Theoretical breakthrough might enhance knowledge storage

A trio of researchers that features William Kuszmaul—a pc science Ph.D. pupil at MIT—has made a discovery that might result in extra environment friendly knowledge storage and retrieval in computer systems.

The group’s findings relate to so-called “linear-probing hash tables,” which have been launched in 1954 and are among the many oldest, easiest, and quickest data constructions accessible immediately. Data constructions present methods of organizing and storing knowledge in computer systems, with hash tables being one of the vital generally utilized approaches. In a linear-probing hash desk, the positions by which info could be saved lie alongside a linear array.

Suppose, as an example, {that a} database is designed to retailer the Social Security numbers of 10,000 folks, Kuszmaul suggests. “We take your Social Security number, x, and we’ll then compute the hash function of x, h(x), which gives you a random number between one and 10,000.” The subsequent step is to take that random quantity, h(x), go to that place within the array, and put x, the Social Security quantity, into that spot.

If there’s already one thing occupying that spot, Kuszmaul says, “you just move forward to the next free position and put it there. This is where the term ‘linear probing’ comes from, as you keep moving forward linearly until you find an open spot.” In order to later retrieve that Social Security quantity, x, you simply go to the designated spot, h(x), and if it is not there, you progress ahead till you both discover x or come to a free place and conclude that x isn’t in your database.

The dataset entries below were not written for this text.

//! UTC timestamps in the `YYYY-MM-DD HH:MM:SS` form SQLite's `datetime('now')`
//! produces, so in-memory and persisted repositories report times alike.

use std::time::{SystemTime, UNIX_EPOCH};

const SECS_PER_DAY: u64 = 86_400;
const EPOCH_YEAR: u64 = 1970;
const MONTH_DAYS: [u64; 12] = [31, 28, 31, 30, 31, 30, 31, 31, 30, 31, 30, 31];

/// Current UTC time formatted like `datetime('now')`.
pub fn timestamp_now() -> String {
    let secs = SystemTime::now()
        .duration_since(UNIX_EPOCH)
        .unwrap_or_default()
        .as_secs();
    format_utc(secs)
}

/// Format Unix seconds as `YYYY-MM-DD HH:MM:SS` (UTC).
pub fn format_utc(secs: u64) -> String {
    let (year, month, day) = calendar_date(secs / SECS_PER_DAY);
    let clock = secs % SECS_PER_DAY;
    format!(
        "{year:04}-{month:02}-{day:02} {:02}:{:02}:{:02}",
        clock / 3600,
        clock % 3600 / 60,
        clock % 60
    )
}

fn is_leap(year: u64) -> bool {
    (year % 4 == 0 && year % 100 != 0) || year % 400 == 0
}

/// Walk whole years, then whole months, off the day count since 1970-01-01.
fn calendar_date(mut days: u64) -> (u64, u64, u64) {
    let mut year = EPOCH_YEAR;
    loop {
        let len = if is_leap(year) { 366 } else { 365 };
        if days < len {
            break;
        }
        days -= len;
        year += 1;
    }

    let mut month = 1;
    for (i, &base) in MONTH_DAYS.iter().enumerate() {
        let len = if i == 1 && is_leap(year) { base + 1 } else { base };
        if days < len {
            break;
        }
        days -= len;
        month += 1;
    }
    (year, month, days + 1)
}
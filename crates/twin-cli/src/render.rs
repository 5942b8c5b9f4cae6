//! Plain-text rendering of verdicts.

use twin_core::{Emission, Section, SuppressReason, TokenRecord};

/// Sections scoring at or below this get no side-by-side table.
const SIDE_BY_SIDE_MIN: f64 = 30.0;

const RULE: &str = "──────────────────────────────────────";

pub fn format_currency(value: Option<f64>) -> String {
    match value {
        None => "N/A".to_string(),
        Some(v) if v >= 1_000_000.0 => format!("${:.2}M", v / 1_000_000.0),
        Some(v) if v >= 1_000.0 => format!("${:.2}K", v / 1_000.0),
        Some(v) => format!("${v:.2}"),
    }
}

pub fn format_percent(value: Option<f64>) -> String {
    match value {
        None => "N/A".to_string(),
        Some(v) if v >= 0.0 => format!("+{v:.2}%"),
        Some(v) => format!("{v:.2}%"),
    }
}

/// Integer with `,` thousands separators.
pub fn format_count(value: Option<u64>) -> String {
    let Some(v) = value else {
        return "N/A".to_string();
    };
    let digits = v.to_string();
    let mut out = String::with_capacity(digits.len() + digits.len() / 3);
    for (i, c) in digits.chars().enumerate() {
        if i > 0 && (digits.len() - i) % 3 == 0 {
            out.push(',');
        }
        out.push(c);
    }
    out
}

pub fn format_decimal(value: Option<f64>) -> String {
    value.map_or_else(|| "N/A".to_string(), |v| format!("{v:.2}"))
}

type Row = (&'static str, String, String);

fn rows(section: Section, current: &TokenRecord, archived: &TokenRecord) -> Vec<Row> {
    macro_rules! row {
        ($label:expr, $fmt:ident, $($path:ident).+) => {
            ($label, $fmt(current.$($path).+), $fmt(archived.$($path).+))
        };
    }
    match section {
        Section::MarketOverview => vec![
            row!("Market Cap", format_currency, market_overview.market_cap),
            row!("Buy Volume", format_currency, market_overview.buy_volume),
            row!("Sell Volume", format_currency, market_overview.sell_volume),
            row!("Price%", format_percent, market_overview.price_change),
            row!("Traders", format_count, market_overview.traders),
            row!("Buy Count", format_count, market_overview.buy_count),
            row!("Sell Count", format_count, market_overview.sell_count),
            row!("Buyers", format_count, market_overview.buyers),
            row!("Sellers", format_count, market_overview.sellers),
        ],
        Section::WalletInsights => vec![
            row!("Holders Total", format_count, wallet_insights.holders_total),
            row!("Smart Wallets", format_count, wallet_insights.smart_wallets),
            row!("Fresh Wallets", format_count, wallet_insights.fresh_wallets),
            row!("Renowned Wallets", format_count, wallet_insights.renowned_wallets),
            row!("Creator Wallets", format_count, wallet_insights.creator_wallets),
            row!("Sniper Wallets", format_count, wallet_insights.sniper_wallets),
            row!("Rat Traders", format_count, wallet_insights.rat_traders),
            row!("Whale Wallets", format_count, wallet_insights.whale_wallets),
            row!("Top Wallets", format_count, wallet_insights.top_wallets),
            row!("Following Wallets", format_count, wallet_insights.following_wallets),
            row!("Bluechip Holders", format_count, wallet_insights.bluechip_holders),
            row!("Bundler Wallets", format_count, wallet_insights.bundler_wallets),
        ],
        Section::RiskMetrics => vec![
            row!("Bluechip Holders", format_percent, risk_metrics.bluechip_holders_pct),
            row!("Rat Trader Supply", format_percent, risk_metrics.rat_trader_supply_pct),
            row!("Bundler Supply", format_percent, risk_metrics.bundler_supply_pct),
            row!("Entrapment Supply", format_percent, risk_metrics.entrapment_supply_pct),
            row!("Degen Calls", format_count, risk_metrics.degen_calls),
        ],
        Section::TopHolders => vec![
            (
                "Top 10 Total",
                format_percent(current.top_holders.effective_total()),
                format_percent(archived.top_holders.effective_total()),
            ),
            row!("Top 1 Holder", format_percent, top_holders.top1_percentage),
            row!("Top 5 Holders", format_percent, top_holders.top5_total),
        ],
        Section::SourceWallets => vec![
            row!("Percentage", format_percent, source_wallets.percentage),
            row!("Count", format_count, source_wallets.count),
            row!("Avg Hops", format_decimal, source_wallets.avg_hops),
        ],
    }
}

/// Tree-drawn `label: value` lines with the last one closed off.
fn tree<I>(lines: I) -> Vec<String>
where
    I: ExactSizeIterator<Item = String>,
{
    let last = lines.len().saturating_sub(1);
    lines
        .enumerate()
        .map(|(i, line)| {
            let branch = if i == last { '└' } else { '├' };
            format!("{branch} {line}")
        })
        .collect()
}

fn side_by_side(current: &TokenRecord, emission: &Emission) -> Vec<String> {
    let mut out = Vec::new();
    for (&section, &score) in &emission.similarity.by_section {
        if score <= SIDE_BY_SIDE_MIN {
            continue;
        }
        out.push(format!("{}:", section.title()));
        let lines = rows(section, current, &emission.matched)
            .into_iter()
            .map(|(label, a, b)| format!("{:<19}{a:>9} | {b:>9}", format!("{label}:")));
        out.extend(tree(lines));
        out.push(format!("=> similarity {score:.0}%"));
        out.push(String::new());
    }

    if out.is_empty() {
        let best = emission
            .similarity
            .by_section
            .values()
            .copied()
            .fold(0.0, f64::max);
        out.push("Summary:".to_string());
        out.push(format!("├ Best section:  {best:.1}%"));
        out.push(format!("└ No section above {SIDE_BY_SIDE_MIN:.0}%"));
        out.push(String::new());
    }
    out
}

/// Full report for an emit verdict.
pub fn render_emission(current: &TokenRecord, emission: &Emission) -> String {
    let unavailable = "not available";
    let mut lines = vec![
        "SIMILARITY ANALYSIS".to_string(),
        RULE.to_string(),
        format!("Analysed token:      {}", emission.target_name),
        format!("CA:                  {}", emission.contract_address),
        format!("Most similar token:  {}", emission.matched.name),
        format!(
            "CA:                  {}",
            emission.matched.contract_address.as_deref().unwrap_or(unavailable)
        ),
        format!("Overall similarity:  {:.1}%", emission.similarity.overall),
        String::new(),
        "Similarity by section:".to_string(),
    ];

    let width = Section::ALL.iter().map(|s| s.title().len()).max().unwrap_or(0) + 1;
    let scores = Section::ALL.iter().map(|s| {
        let score = emission.similarity.by_section.get(s).copied().unwrap_or(0.0);
        format!("{:<width$}  {score:>6.1}%", format!("{}:", s.title()))
    });
    lines.extend(tree(scores));
    lines.push(String::new());
    lines.push("Left: current    Right: archived".to_string());
    lines.push(RULE.to_string());
    lines.extend(side_by_side(current, emission));

    lines.join("\n").trim_end().to_string()
}

/// One-line explanation of a suppress verdict.
pub fn render_suppression(current: &TokenRecord, reason: &SuppressReason) -> String {
    let why = match reason {
        SuppressReason::EmptyCorpus => "no archived reports to compare against".to_string(),
        SuppressReason::NoIdentity => "report has no contract address".to_string(),
        SuppressReason::AlreadyDisplayed => "contract was already surfaced".to_string(),
        SuppressReason::BelowThreshold { score, threshold } => {
            format!("best match {score:.1}% is below threshold {threshold:.1}%")
        }
        SuppressReason::NoMatch => "no archived report scored above 0%".to_string(),
    };
    format!("{}: suppressed ({why})", current.name)
}

#[cfg(test)]
mod tests {
    use super::*;
    use twin_core::similarity::overall_similarity;

    #[test]
    fn test_format_currency() {
        assert_eq!(format_currency(None), "N/A");
        assert_eq!(format_currency(Some(3880.0)), "$3.88K");
        assert_eq!(format_currency(Some(2_500_000.0)), "$2.50M");
        assert_eq!(format_currency(Some(12.5)), "$12.50");
    }

    #[test]
    fn test_format_percent() {
        assert_eq!(format_percent(Some(4.35)), "+4.35%");
        assert_eq!(format_percent(Some(0.0)), "+0.00%");
        assert_eq!(format_percent(Some(-21.97)), "-21.97%");
        assert_eq!(format_percent(None), "N/A");
    }

    #[test]
    fn test_format_count() {
        assert_eq!(format_count(Some(0)), "0");
        assert_eq!(format_count(Some(999)), "999");
        assert_eq!(format_count(Some(2417)), "2,417");
        assert_eq!(format_count(Some(1_234_567)), "1,234,567");
        assert_eq!(format_count(None), "N/A");
    }

    #[test]
    fn test_format_decimal() {
        assert_eq!(format_decimal(Some(2.0)), "2.00");
        assert_eq!(format_decimal(None), "N/A");
    }

    fn emission(current: &TokenRecord, matched: &TokenRecord) -> Emission {
        Emission {
            target_name: current.name.clone(),
            contract_address: current.contract_address.clone().unwrap_or_default(),
            matched: matched.clone(),
            similarity: overall_similarity(current, matched),
            threshold: 70.0,
            describe_links: false,
        }
    }

    #[test]
    fn test_render_emission_with_side_by_side() {
        let mut current = TokenRecord::new("new token", Some("CA_NEW"));
        current.market_overview.market_cap = Some(3880.0);
        current.market_overview.traders = Some(2417);
        let mut matched = current.clone();
        matched.name = "old token".to_string();
        matched.contract_address = None;

        let text = render_emission(&current, &emission(&current, &matched));
        assert!(text.starts_with("SIMILARITY ANALYSIS"));
        assert!(text.contains("Analysed token:      new token"));
        assert!(text.contains("Most similar token:  old token"));
        assert!(text.contains("CA:                  not available"));
        assert!(text.contains("Overall similarity:  100.0%"));
        assert!(text.contains("└ Source Wallets:"));
        assert!(text.contains("Market Overview:\n├ Market Cap:"));
        assert!(text.contains("$3.88K |    $3.88K"));
        assert!(text.contains("2,417"));
        assert!(!text.contains("Wallet Insights:\n├ Holders Total"));
    }

    #[test]
    fn test_render_emission_summary_when_no_section_qualifies() {
        let mut current = TokenRecord::new("a", Some("CA"));
        current.market_overview.market_cap = Some(100.0);
        current.market_overview.traders = Some(10);
        let mut matched = TokenRecord::new("b", None);
        matched.market_overview.market_cap = Some(50.0);

        // market: (50 + 0) / 2 = 25
        let text = render_emission(&current, &emission(&current, &matched));
        assert!(text.contains("Summary:"));
        assert!(text.contains("├ Best section:  25.0%"));
        assert!(text.contains("└ No section above 30%"));
    }

    #[test]
    fn test_render_suppression() {
        let r = TokenRecord::new("tok", None);
        assert_eq!(
            render_suppression(&r, &SuppressReason::NoIdentity),
            "tok: suppressed (report has no contract address)"
        );
        let below = SuppressReason::BelowThreshold {
            score: 55.0,
            threshold: 70.0,
        };
        assert!(render_suppression(&r, &below).contains("55.0% is below threshold 70.0%"));
    }
}
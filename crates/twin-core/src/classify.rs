//! Line classifier for tree-formatted reports.
//!
//! Each line of a report is one of: blank, a section header introduced by a
//! marker glyph (`📊 Market Overview (24h):`), a list item introduced by a
//! branch glyph (`├ Traders: 2417`), or free text (the name line, a bare
//! address). The extractor resolves fields from classified lines instead of
//! searching the raw text.

use crate::constants::SECTION_MARKERS;

const BRANCH: char = '├';
const LAST_BRANCH: char = '└';

#[derive(Debug, Clone, Copy, PartialEq, Eq)]
pub enum Line<'a> {
    Blank,
    Header(Header<'a>),
    Item(Item<'a>),
    Text(&'a str),
}

/// A section heading: marker glyph plus the rest of the line.
#[derive(Debug, Clone, Copy, PartialEq, Eq)]
pub struct Header<'a> {
    pub marker: &'a str,
    pub body: &'a str,
}

impl<'a> Header<'a> {
    /// Heading text up to the first colon.
    pub fn title(&self) -> &'a str {
        match self.body.split_once(':') {
            Some((title, _)) => title.trim(),
            None => self.body.trim(),
        }
    }

    /// Text following `<label>:` anywhere in the heading. Tolerates link
    /// markup between the marker and the label.
    pub fn value_after(&self, label: &str) -> Option<&'a str> {
        let needle = format!("{label}:");
        let start = self.body.find(&needle)? + needle.len();
        Some(self.body[start..].trim())
    }
}

/// A list item: everything after the branch glyph.
#[derive(Debug, Clone, Copy, PartialEq, Eq)]
pub struct Item<'a> {
    pub last: bool,
    pub text: &'a str,
}

impl<'a> Item<'a> {
    /// Split `Label: value` at the first colon. `None` for unlabelled items
    /// or items whose label would be empty.
    pub fn label_value(&self) -> Option<(&'a str, &'a str)> {
        let (label, value) = self.text.split_once(':')?;
        let label = label.trim();
        if label.is_empty() {
            None
        } else {
            Some((label, value.trim()))
        }
    }
}

pub fn classify(line: &str) -> Line<'_> {
    let trimmed = line.trim();
    if trimmed.is_empty() {
        return Line::Blank;
    }

    if let Some(&marker) = SECTION_MARKERS.iter().find(|m| trimmed.starts_with(**m)) {
        return Line::Header(Header {
            marker,
            body: trimmed[marker.len()..].trim(),
        });
    }

    let mut chars = trimmed.chars();
    match chars.next() {
        Some(c @ (BRANCH | LAST_BRANCH)) => Line::Item(Item {
            last: c == LAST_BRANCH,
            text: chars.as_str().trim(),
        }),
        _ => Line::Text(trimmed),
    }
}

/// Classify every line of a report, preserving order.
pub fn classify_all(text: &str) -> Vec<Line<'_>> {
    text.lines().map(classify).collect()
}

/// True if the line carries a section marker anywhere.
pub fn has_section_marker(line: &str) -> bool {
    SECTION_MARKERS.iter().any(|m| line.contains(m))
}

/// Canonical form for label comparison: lowercase, whitespace removed.
pub fn normalize_label(label: &str) -> String {
    label
        .chars()
        .filter(|c| !c.is_whitespace())
        .flat_map(char::to_lowercase)
        .collect()
}

#[cfg(test)]
mod tests {
    use super::*;

    #[test]
    fn test_blank() {
        assert_eq!(classify("   \t"), Line::Blank);
    }

    #[test]
    fn test_header_with_value() {
        let Line::Header(h) = classify("📊 Top 10 Holders:  7.89%") else {
            panic!("expected header");
        };
        assert_eq!(h.marker, "📊");
        assert_eq!(h.title(), "Top 10 Holders");
        assert_eq!(h.value_after("Top 10 Holders"), Some("7.89%"));
    }

    #[test]
    fn test_header_with_link_markup() {
        let Line::Header(h) = classify("🔍 [link] Source Wallets: 14.73%") else {
            panic!("expected header");
        };
        assert_eq!(h.value_after("Source Wallets"), Some("14.73%"));
    }

    #[test]
    fn test_multi_codepoint_marker() {
        let Line::Header(h) = classify("👨‍💻 Creator:") else {
            panic!("expected header");
        };
        assert_eq!(h.title(), "Creator");
        assert_eq!(h.value_after("Creator"), Some(""));
    }

    #[test]
    fn test_item_label_value() {
        let Line::Item(item) = classify("├ Market Cap:     $    3.88K") else {
            panic!("expected item");
        };
        assert!(!item.last);
        assert_eq!(item.label_value(), Some(("Market Cap", "$    3.88K")));
    }

    #[test]
    fn test_last_item_without_label() {
        let Line::Item(item) = classify("└ ASTyfS...iaJZ -  2 hops") else {
            panic!("expected item");
        };
        assert!(item.last);
        assert_eq!(item.text, "ASTyfS...iaJZ -  2 hops");
        assert_eq!(item.label_value(), None);
    }

    #[test]
    fn test_text_line() {
        assert_eq!(
            classify("everything is grok (EIG)"),
            Line::Text("everything is grok (EIG)")
        );
    }

    #[test]
    fn test_marker_detection() {
        assert!(has_section_marker("foo 📈 bar"));
        assert!(!has_section_marker("plain name"));
    }

    #[test]
    fn test_normalize_label() {
        assert_eq!(normalize_label("% Bluechip  Holders"), "%bluechipholders");
        assert_eq!(normalize_label("Price%"), "price%");
    }
}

There’s a considerably completely different protocol for deleting an merchandise, equivalent to a Social Security quantity. If you simply left an empty spot within the hash desk after deleting the knowledge, that might trigger confusion if you later tried to search out one thing else, because the vacant spot may erroneously counsel that the merchandise you are searching for is nowhere to be discovered within the database. To keep away from that downside, Kuszmaul explains, “you can go to the spot where the element was removed and put a little marker there called a ‘tombstone,’ which indicates there used to be an element here, but it’s gone now.”

This basic process has been adopted for greater than half a century. But in all that point, virtually everybody utilizing linear-probing hash tables has assumed that if you happen to enable them to get too full, lengthy stretches of occupied spots would run collectively to type “clusters.” As a outcome, the time it takes to discover a free spot would go up dramatically—quadratically, in reality—taking as long as to be impractical. Consequently, folks have been skilled to function hash tables at low capability—a apply that may precise an financial toll by affecting the quantity of {hardware} an organization has to buy and preserve.

But this time-honored precept, which has lengthy militated towards excessive load elements, has been completely upended by the work of Kuszmaul and his colleagues, Michael Bender of Stony Brook University and Bradley Kuszmaul of Google. They discovered that for purposes the place the variety of insertions and deletions stays about the identical—and the quantity of information added is roughly equal to that eliminated—linear-probing hash tables can function at excessive storage capacities with out sacrificing velocity.

In addition, the group has devised a brand new technique, referred to as “graveyard hashing,” which entails artificially rising the variety of tombstones positioned in an array till they occupy about half the free spots. These tombstones then reserve areas that can be utilized for future insertions.

This strategy, which runs opposite to what folks have usually been instructed to do, Kuszmaul says, “can lead to optimal performance in linear-probing hash tables.” Or, as he and his coauthors preserve of their paper, the “well-designed use of tombstones can completely change the … landscape of how linear probing behaves.”

Kuszmaul wrote up these findings with Bender and Kuszmaul in a paper posted earlier this 12 months that will likely be offered in February on the Foundations of Computer Science (FOCS) Symposium in Boulder, Colorado.

Kuszmaul’s Ph.D. thesis advisor, MIT pc science professor Charles E. Leiserson (who didn’t take part on this analysis), agrees with that evaluation. “These new and surprising results overturn one of the oldest conventional wisdoms about hash table behavior,” Leiserson says. “The lessons will reverberate for years among theoreticians and practitioners alike.”

As for translating their outcomes into apply, Kuszmaul notes, “there are many considerations that go into building a hash table. Although we’ve advanced the story considerably from a theoretical standpoint, we’re just starting to explore the experimental side of things.”